É justo que os cristãos invadam a terra em que habitais,
porque blasfemaste o nome de Cristo
e afastastes de seu culto todos os que pudestes fazê-lo.
Se quereis, no entanto, reconhecer a Cristo,
confessar e adorar o Criador e Redentor,
se assim os cristãos haveriam de amar-vos com se amam a eles mesmos.

♦ Pode-se supor que Francisco tenha sugerido ao Sultão que concedendo aos cristãos o livre acesso a Jerusalém e não haveria mais da parte deles empreendimentos belicosos (ou seja, conquistar a cidade manu militari). A Cruzada perderia assim uma de suas motivações fundamentais: a reivindicação do direito para os fiéis de Cristo de se dirigirem pacificamente, sem taxas aos lugares santos da Palestina.
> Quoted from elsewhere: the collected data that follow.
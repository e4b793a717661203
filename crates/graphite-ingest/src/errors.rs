// Copyright 2025-Present Datadog, Inc. https://www.datadoghq.com/
// SPDX-License-Identifier: Apache-2.0

/// Errors produced while decoding a graphite line into a metric sample.
#[derive(Debug, thiserror::Error)]
pub enum ParseError {
    #[error("invalid metric line: {0}")]
    Syntax(String),

    #[error("invalid metric value: {0}")]
    Value(String),

    #[error("invalid timestamp: {0}")]
    Timestamp(String),

    #[error("invalid tag: {0}")]
    Tag(String),

    #[error("too many tags, more than {0}")]
    TooManyTags(usize),
}

/// Errors raised during construction-time validation of the ingest
/// configuration.
#[derive(Debug, thiserror::Error)]
pub enum ConfigError {
    #[error("Invalid configuration: {0}")]
    InvalidConfig(String),

    #[error("Invalid {which} pattern '{pattern}': {source}")]
    InvalidPattern {
        which: &'static str,
        pattern: String,
        source: regex::Error,
    },
}
// Copyright 2025-Present Datadog, Inc. https://www.datadoghq.com/
// SPDX-License-Identifier: Apache-2.0

//! Per-line ingest pipeline.
//!
//! One long-lived `IngestHandler` is shared by every connection the
//! listener accepts. `ingest` runs a line through formatting, admission
//! filtering, prefixing, and decoding, then hands the sample to the
//! delivery service. A malformed line never propagates an error to the
//! transport; every failure terminates in the blocked-line sink.

use std::sync::Arc;

use crate::blocked::{BlockedLines, RejectReason};
use crate::decoder::LineDecoder;
use crate::delivery::DeliveryHandle;
use crate::errors::ParseError;
use crate::filter::AdmissionFilter;
use crate::util::now_millis;
use tracing::{debug, error};

pub const PUSH_DATA_DELIMITER: char = '\n';

/// Joins lines into one push payload. Inverse of [`unjoin_push_data`] for
/// lines containing no newline characters.
pub fn join_push_data(lines: &[String]) -> String {
    lines.join("\n")
}

/// Splits a push payload back into lines. An empty payload yields no lines
/// rather than one phantom empty line; empty interior lines are preserved.
pub fn unjoin_push_data(push_data: &str) -> Vec<String> {
    if push_data.is_empty() {
        return Vec::new();
    }
    push_data
        .split(PUSH_DATA_DELIMITER)
        .map(str::to_string)
        .collect()
}

/// Optional transform applied to a raw line before anything else looks at
/// it. A formatter failure is routed exactly like a decode failure.
pub trait LineFormatter: Send + Sync {
    fn format(&self, line: &str) -> Result<String, ParseError>;
}

pub struct IngestHandlerConfig {
    pub decoder: Arc<dyn LineDecoder>,
    pub formatter: Option<Arc<dyn LineFormatter>>,
    pub filter: AdmissionFilter,
    pub blocked: Arc<BlockedLines>,
    pub delivery: DeliveryHandle,
    /// When set, the line handed to the decoder becomes `prefix + "." +
    /// line`. Admission filtering always sees the un-prefixed line.
    pub prefix: Option<String>,
    /// Label passed through to the decoder, e.g. `graphite.2003`.
    pub source_label: String,
}

pub struct IngestHandler {
    decoder: Arc<dyn LineDecoder>,
    formatter: Option<Arc<dyn LineFormatter>>,
    filter: AdmissionFilter,
    blocked: Arc<BlockedLines>,
    delivery: DeliveryHandle,
    prefix: Option<String>,
    source_label: String,
}

impl IngestHandler {
    #[must_use]
    pub fn new(config: IngestHandlerConfig) -> Self {
        Self {
            decoder: config.decoder,
            formatter: config.formatter,
            filter: config.filter,
            blocked: config.blocked,
            delivery: config.delivery,
            prefix: config.prefix,
            source_label: config.source_label,
        }
    }

    /// Processes one already-delimited line to a terminal outcome:
    /// forwarded to delivery, routed to the blocked-line sink, or silently
    /// dropped. Safe for concurrent invocation from many connections; all
    /// mutable state is local to the call.
    pub fn ingest(&self, raw_line: &str) {
        // ignore empty lines.
        if raw_line.trim().is_empty() {
            return;
        }

        let line = match &self.formatter {
            Some(formatter) => match formatter.format(raw_line) {
                Ok(formatted) => formatted,
                Err(e) => {
                    debug!("failed to format line '{}': {}", raw_line, e);
                    self.blocked.offer(raw_line, RejectReason::Decode);
                    return;
                }
            },
            None => raw_line.to_string(),
        };

        // apply allow/deny patterns after formatting, but before prefixing
        if !self.filter.check(&line) {
            self.blocked.offer(&line, RejectReason::Admission);
            return;
        }

        let final_line = match &self.prefix {
            Some(prefix) => format!("{prefix}.{line}"),
            None => line.clone(),
        };

        // The decode buffer is owned by this invocation; concurrent callers
        // must never interleave their samples.
        let samples = match self.decoder.decode(&final_line, &self.source_label) {
            Ok(samples) => samples,
            Err(e) => {
                debug!("failed to decode line '{}': {}", line, e);
                self.blocked.offer(&line, RejectReason::Decode);
                return;
            }
        };

        // Only the first decoded sample is forwarded; kept for
        // compatibility with the legacy pipeline.
        let Some(mut sample) = samples.into_iter().next() else {
            return;
        };
        sample.timestamp = now_millis();
        if let Err(e) = self.delivery.submit(sample, final_line) {
            error!("Failed to send sample to delivery: {}", e);
        }
    }
}
// Copyright 2025-Present Datadog, Inc. https://www.datadoghq.com/
// SPDX-License-Identifier: Apache-2.0

//! Graphite line-protocol decoder.
//!
//! One line encodes one sample: `name value [timestamp] [tag=value ...]`.
//! The decoder is stateless; every call returns a fresh vector so a shared
//! decoder is safe under concurrent use.

use crate::errors::ParseError;
use crate::metric::{MetricSample, SortedTags};
use crate::util::now_millis;
use tracing::trace;
use ustr::Ustr;

/// Decodes one already-delimited line into zero or more metric samples.
///
/// An empty vector is a legal success (syntactically valid but semantically
/// empty input, e.g. a comment line). The vector return type leaves room for
/// decoders that expand one line into several samples.
pub trait LineDecoder: Send + Sync {
    fn decode(&self, line: &str, source_label: &str) -> Result<Vec<MetricSample>, ParseError>;
}

#[derive(Clone, Debug, Default)]
pub struct GraphiteDecoder;

impl LineDecoder for GraphiteDecoder {
    fn decode(&self, line: &str, source_label: &str) -> Result<Vec<MetricSample>, ParseError> {
        let trimmed = line.trim();
        // Comment lines are valid and carry no samples.
        if trimmed.is_empty() || trimmed.starts_with('#') {
            return Ok(Vec::new());
        }

        let mut tokens = trimmed.split_whitespace();

        #[allow(clippy::expect_used)]
        let name = tokens.next().expect("non-empty line has a first token");
        if name.contains('=') {
            return Err(ParseError::Syntax(trimmed.to_string()));
        }

        let value_token = tokens
            .next()
            .ok_or_else(|| ParseError::Syntax(trimmed.to_string()))?;
        let value: f64 = value_token
            .parse()
            .map_err(|_| ParseError::Value(value_token.to_string()))?;
        if !value.is_finite() {
            return Err(ParseError::Value(value_token.to_string()));
        }

        let rest: Vec<&str> = tokens.collect();

        // An optional timestamp token precedes the tags; anything with '='
        // is a tag. The parsed timestamp is validated here but replaced with
        // the ingestion clock before delivery.
        let (timestamp, tag_tokens) = match rest.first() {
            Some(token) if !token.contains('=') => {
                let ts = token
                    .parse::<i64>()
                    .map_err(|_| ParseError::Timestamp((*token).to_string()))?;
                (ts, &rest[1..])
            }
            _ => (now_millis(), &rest[..]),
        };

        let tags = SortedTags::parse(tag_tokens)?;

        trace!("decoded line from {}: {}", source_label, name);
        Ok(vec![MetricSample {
            name: Ustr::from(name),
            value,
            tags,
            timestamp,
        }])
    }
}

#[cfg(test)]
#[allow(clippy::unwrap_used)]
mod tests {
    use super::*;

    fn decode_one(line: &str) -> MetricSample {
        GraphiteDecoder
            .decode(line, "test")
            .expect("decode failed")
            .into_iter()
            .next()
            .expect("no sample decoded")
    }

    #[test]
    fn test_decode_name_and_value() {
        let sample = decode_one("cpu.load 42");
        assert_eq!(sample.name, Ustr::from("cpu.load"));
        assert_eq!(sample.value, 42.0);
        assert!(sample.tags.is_empty());
    }

    #[test]
    fn test_decode_with_timestamp() {
        let sample = decode_one("cpu.load 42 1000000000");
        assert_eq!(sample.name, Ustr::from("cpu.load"));
        assert_eq!(sample.timestamp, 1_000_000_000);
    }

    #[test]
    fn test_decode_with_tags() {
        let sample = decode_one("cpu.load 0.5 1000000000 host=web01 dc=east");
        assert_eq!(sample.tags.len(), 2);
        assert_eq!(sample.tags.get("host"), Some(Ustr::from("web01")));
        assert_eq!(sample.tags.get("dc"), Some(Ustr::from("east")));
    }

    #[test]
    fn test_decode_tags_without_timestamp() {
        let sample = decode_one("cpu.load 0.5 host=web01");
        assert_eq!(sample.tags.len(), 1);
        assert!(sample.timestamp > 0);
    }

    #[test]
    fn test_decode_comment_yields_no_samples() {
        let samples = GraphiteDecoder
            .decode("# a comment", "test")
            .expect("decode failed");
        assert!(samples.is_empty());
    }

    #[test]
    fn test_decode_missing_value() {
        assert!(matches!(
            GraphiteDecoder.decode("cpu.load", "test"),
            Err(ParseError::Syntax(_))
        ));
    }

    #[test]
    fn test_decode_bad_value() {
        assert!(matches!(
            GraphiteDecoder.decode("bad metric!!", "test"),
            Err(ParseError::Value(_))
        ));
        assert!(matches!(
            GraphiteDecoder.decode("cpu.load NaN", "test"),
            Err(ParseError::Value(_))
        ));
    }

    #[test]
    fn test_decode_bad_timestamp() {
        assert!(matches!(
            GraphiteDecoder.decode("cpu.load 42 12:30", "test"),
            Err(ParseError::Timestamp(_))
        ));
    }

    #[test]
    fn test_decode_tag_shaped_name() {
        assert!(matches!(
            GraphiteDecoder.decode("host=web01 42", "test"),
            Err(ParseError::Syntax(_))
        ));
    }
}
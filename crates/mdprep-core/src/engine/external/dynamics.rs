//! Run-configuration writer and log parsing for the MD engine.
//!
//! The MD engine consumes a key-value run configuration referencing the
//! current connectivity, coordinate, and (optionally) box files, and emits
//! updated coordinates, an updated box file, and a log. The orchestrator
//! parses the log only for scalar time series (ETITLE/ENERGY rows) on behalf
//! of the plotting collaborator.

use crate::engine::external::{EngineKind, Invocation};
use serde::{Deserialize, Serialize};
use std::fs;
use std::io;
use std::path::{Path, PathBuf};
use thiserror::Error;

#[derive(Debug, Error)]
pub enum LogParseError {
    #[error("failed to read dynamics log '{path}': {source}")]
    Read {
        path: String,
        #[source]
        source: std::io::Error,
    },

    #[error("dynamics log '{path}' has no ETITLE header")]
    NoHeader { path: String },

    #[error("column '{column}' not present in dynamics log '{path}'")]
    NoColumn { column: String, path: String },
}

#[derive(Debug, Clone, Copy, PartialEq, Eq, Serialize, Deserialize)]
#[serde(rename_all = "lowercase")]
pub enum Ensemble {
    Minimize,
    Nvt,
    Npt,
}

/// One stage of a dynamics protocol; doubles as the parameter set of the
/// `run-dynamics` task kind.
#[derive(Debug, Clone, PartialEq, Serialize, Deserialize)]
#[serde(deny_unknown_fields)]
pub struct MdStage {
    pub ensemble: Ensemble,
    #[serde(default = "default_steps")]
    pub steps: u32,
    #[serde(default = "default_temperature")]
    pub temperature: f64,
    /// Target pressure in bar; only meaningful for NPT.
    #[serde(default)]
    pub pressure: Option<f64>,
}

fn default_steps() -> u32 {
    1000
}

fn default_temperature() -> f64 {
    310.0
}

impl MdStage {
    pub fn minimize(steps: u32) -> Self {
        Self {
            ensemble: Ensemble::Minimize,
            steps,
            temperature: default_temperature(),
            pressure: None,
        }
    }

    pub fn nvt(steps: u32, temperature: f64) -> Self {
        Self {
            ensemble: Ensemble::Nvt,
            steps,
            temperature,
            pressure: None,
        }
    }

    pub fn npt(steps: u32, temperature: f64, pressure: f64) -> Self {
        Self {
            ensemble: Ensemble::Npt,
            steps,
            temperature,
            pressure: Some(pressure),
        }
    }

    pub fn ensemble_name(&self) -> &'static str {
        match self.ensemble {
            Ensemble::Minimize => "minimize",
            Ensemble::Nvt => "nvt",
            Ensemble::Npt => "npt",
        }
    }
}

/// A run configuration for one engine invocation.
#[derive(Debug, Clone)]
pub struct MdRunConfig<'a> {
    pub stage: &'a MdStage,
    pub topology: &'a Path,
    pub coordinates: &'a Path,
    pub boxfile: Option<&'a Path>,
    /// Basename the engine writes its outputs under.
    pub output_basename: String,
    /// Steering restraints for ligation pulls: (chain, resid) pairs drawn
    /// together over the run.
    pub steering: Option<(String, String)>,
}

impl<'a> MdRunConfig<'a> {
    pub fn render(&self) -> String {
        let mut lines = vec![
            format!("structure {}", self.topology.display()),
            format!("coordinates {}", self.coordinates.display()),
        ];
        if let Some(boxfile) = self.boxfile {
            lines.push(format!("extendedSystem {}", boxfile.display()));
        }
        lines.push(format!("outputName {}", self.output_basename));
        lines.push(format!("temperature {}", self.stage.temperature));
        match self.stage.ensemble {
            Ensemble::Minimize => {
                lines.push(format!("minimize {}", self.stage.steps));
            }
            Ensemble::Nvt => {
                lines.push(format!("run {}", self.stage.steps));
            }
            Ensemble::Npt => {
                lines.push("langevinPiston on".to_string());
                lines.push(format!(
                    "langevinPistonTarget {}",
                    self.stage.pressure.unwrap_or(1.01325)
                ));
                lines.push(format!("run {}", self.stage.steps));
            }
        }
        if let Some((from, to)) = &self.steering {
            lines.push(format!("steer {from} {to}"));
        }
        let mut body = lines.join("\n");
        body.push('\n');
        body
    }

    pub fn write_to(&self, path: &Path) -> io::Result<()> {
        fs::write(path, self.render())
    }

    /// Updated coordinates the engine leaves behind under the output
    /// basename.
    pub fn output_coordinates(&self, workdir: &Path) -> PathBuf {
        workdir.join(format!("{}.coor", self.output_basename))
    }

    /// Updated box file. The engine only writes one when the run was given
    /// an `extendedSystem`; a cell-less minimization or NVT run emits none.
    pub fn output_boxfile(&self, workdir: &Path) -> Option<PathBuf> {
        self.boxfile
            .map(|_| workdir.join(format!("{}.xsc", self.output_basename)))
    }

    pub fn invocation(
        &self,
        program: &Path,
        config_path: &Path,
        workdir: &Path,
        log_path: &Path,
    ) -> Invocation {
        let mut expected_outputs = vec![self.output_coordinates(workdir)];
        if let Some(xsc) = self.output_boxfile(workdir) {
            expected_outputs.push(xsc);
        }
        Invocation {
            engine: EngineKind::Dynamics,
            program: program.to_path_buf(),
            args: vec![config_path.display().to_string()],
            stdin_file: None,
            stdout_file: Some(log_path.to_path_buf()),
            workdir: workdir.to_path_buf(),
            expected_outputs,
        }
    }
}

/// Extract the time series of one log column from ETITLE/ENERGY rows.
pub fn parse_series(path: &Path, column: &str) -> Result<Vec<(u64, f64)>, LogParseError> {
    let text = fs::read_to_string(path).map_err(|source| LogParseError::Read {
        path: path.display().to_string(),
        source,
    })?;

    let mut column_index: Option<usize> = None;
    let mut saw_header = false;
    let mut series = Vec::new();

    for line in text.lines() {
        if let Some(rest) = line.strip_prefix("ETITLE:") {
            saw_header = true;
            column_index = rest
                .split_whitespace()
                .position(|title| title.eq_ignore_ascii_case(column));
        } else if let Some(rest) = line.strip_prefix("ENERGY:") {
            let Some(idx) = column_index else { continue };
            let fields: Vec<&str> = rest.split_whitespace().collect();
            let step = fields.first().and_then(|f| f.parse::<u64>().ok());
            let value = fields.get(idx).and_then(|f| f.parse::<f64>().ok());
            if let (Some(step), Some(value)) = (step, value) {
                series.push((step, value));
            }
        }
    }

    if !saw_header {
        return Err(LogParseError::NoHeader {
            path: path.display().to_string(),
        });
    }
    if column_index.is_none() {
        return Err(LogParseError::NoColumn {
            column: column.to_string(),
            path: path.display().to_string(),
        });
    }
    Ok(series)
}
Pode-se encontrar um eco disto na proposta que o Sultão faria aos cruzados algumas semanas mais tarde, quando estes últimos tinham tomado Damieta, de restituir-lhes Jerusalém em troca da evacuação rápida do Egito. Esse compromisso que teria o apoio de Jean de Brienne e da maior parte dos barões francos, foi rejeitado pelo cardeal Pelágio que era de parecer de continuar a luta à exaustão contra o Islã e até o momento da capitulação pela derrota de Mansourah, 30 de agosto de 1221. A ideia foi retomada por Al-Kamil e o imperador Frederico II por ocasião das negociações que haveriam de terminar, em 1229, com o tratado de Jafa. Por meio dele, Jerusalém – com exceção da esplanada das Mesquitas- Belém e Nazaré, bem como um corredor de acesso ao mar foram restituídos aos cristãos, o que possibilitou a Frederico II ser coroado rei de Jerusalém na Igreja do Santo Sepulcro sem se ter que verter uma gota de sangue. O imperador excomungado teria realizado o sonho de Francisco, ou em todo caso realizado uma das solicitações que o Poverello havia dirigido a Al-Kamil dez anos antes. Não parece absurdo ao menos levantar a hipótese.